(Stored data)
>>>
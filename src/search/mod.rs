//! Search orchestration: requests, result cache, executor seam and the engine façade
pub mod cache;
pub mod engine;
pub mod executor;
pub mod fields;
pub mod request;

use serde::{Deserialize, Serialize};
use serde_with::{serde_as, DurationMilliSecondsWithFrac};
use std::collections::BTreeMap;
use std::time::Duration;

pub use cache::{CacheKey, CacheStats, ResultCache};
pub use engine::SearchOrchestrator;
pub use executor::{Executor, ExecutorPage, FixtureExecutor};
pub use request::{DateRange, SearchRequest, SearchScope, SortOrder};

/// Opaque issue record as returned by the backend.
pub type Issue = serde_json::Value;

/// field -> value -> count
pub type Facets = BTreeMap<String, BTreeMap<String, u64>>;

#[derive(Debug, Clone, Copy, Default, PartialEq, Eq, Serialize, Deserialize)]
pub struct Pagination {
    pub limit: usize,
    pub offset: usize,
    pub has_more: bool,
}

/// Search result with metadata
#[serde_as]
#[derive(Debug, Clone, Default, PartialEq, Serialize, Deserialize)]
pub struct SearchResult {
    pub issues: Vec<Issue>,
    pub total_count: usize,
    #[serde_as(as = "DurationMilliSecondsWithFrac<f64>")]
    #[serde(rename = "execution_time_ms")]
    pub execution_time: Duration,
    pub cache_hit: bool,
    pub query_used: String,
    pub suggested_queries: Vec<String>,
    pub facets: Facets,
    pub pagination: Pagination,
}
<<<
§ **DIRECTIONS FOR THIS TASK**: With the entries above as the source, set down exactly the lines from the one holding "the engine façade" through the last line, both ends included.

§ **ANSWER FOR THE TASK**:
//! Search orchestration: requests, result cache, executor seam and the engine façade
pub mod cache;
pub mod engine;
pub mod executor;
pub mod fields;
pub mod request;

use serde::{Deserialize, Serialize};
use serde_with::{serde_as, DurationMilliSecondsWithFrac};
use std::collections::BTreeMap;
use std::time::Duration;

pub use cache::{CacheKey, CacheStats, ResultCache};
pub use engine::SearchOrchestrator;
pub use executor::{Executor, ExecutorPage, FixtureExecutor};
pub use request::{DateRange, SearchRequest, SearchScope, SortOrder};

/// Opaque issue record as returned by the backend.
pub type Issue = serde_json::Value;

/// field -> value -> count
pub type Facets = BTreeMap<String, BTreeMap<String, u64>>;

#[derive(Debug, Clone, Copy, Default, PartialEq, Eq, Serialize, Deserialize)]
pub struct Pagination {
    pub limit: usize,
    pub offset: usize,
    pub has_more: bool,
}

/// Search result with metadata
#[serde_as]
#[derive(Debug, Clone, Default, PartialEq, Serialize, Deserialize)]
pub struct SearchResult {
    pub issues: Vec<Issue>,
    pub total_count: usize,
    #[serde_as(as = "DurationMilliSecondsWithFrac<f64>")]
    #[serde(rename = "execution_time_ms")]
    pub execution_time: Duration,
    pub cache_hit: bool,
    pub query_used: String,
    pub suggested_queries: Vec<String>,
    pub facets: Facets,
    pub pagination: Pagination,
}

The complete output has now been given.